The National Cancer Institute (NCI) has awarded Amy Brock, an assistant professor in the Department of Biomedical Engineering, and her team with a three-year grant to develop a novel cell barcoding platform for the monitoring and isolation of specific cell lineages within large, highly heterogeneous populations.

This project will build on previous work by Brock’s team, examining the role of intratumor heterogeneity in treatment. Tumors consist of 100 million to 1 trillion cells that vary at the genetic and epigenetic (gene expression) level. Individual cells respond differently to drug treatments. It is crucial to understand how these heterogeneous populations change over time, to better match treatments to patient tumors and to understand and avoid the emergence of chemotherapy-resistant cell populations.

Current approaches use DNA barcodes, unique random sequence tags, as heritable markers within cell populations. These tags can be quantified by next-generation DNA sequencing to track the dynamics of cell lineages. However, this approach is limited in that specific lineages of interest cannot be identified and isolated from the bulk population for downstream analyses.

The Brock Lab is developing a synthetic biology platform to control gene expression in individual lineages of interest.

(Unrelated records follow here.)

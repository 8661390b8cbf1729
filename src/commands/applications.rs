use anyhow::Result;

use orgdesk::model::AppliedRole;
use orgdesk::store::AppliedRoleRepository;
use orgdesk::store::sqlite::SqliteStore;

use super::require_session;

fn row(applied: &AppliedRole) -> String {
    format!(
        "  {}  {:<8}  {} in {}",
        applied.id,
        applied.status.to_string(),
        applied.role,
        applied.department
    )
}

pub async fn run(db: &str) -> Result<()> {
    let session = require_session(db)?;
    let store = SqliteStore::open(db)?;
    let applied = store.list_for_applicant(&session.user_id).await?;
    if applied.is_empty() {
        println!("  no applications");
    }
    for role in &applied {
        println!("{}", row(role));
    }
    Ok(())
}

Activation of a lineage-specific reporter enables purification of one or more selected lineages (for example, a subpopulation with high resistance to a first-line chemotherapeutic) for further study. The NCI funds will allow the Brock team to further test and refine this platform in normal and cancerous cells under various evolutionary pressures and chemotherapeutic treatments.

The project will be part of the Innovative Molecular Analysis Technologies (IMAT) program at the NCI. The IMAT initiative identifies and supports the development of entirely novel next-generation technologies with the potential to transform cancer research and treatment.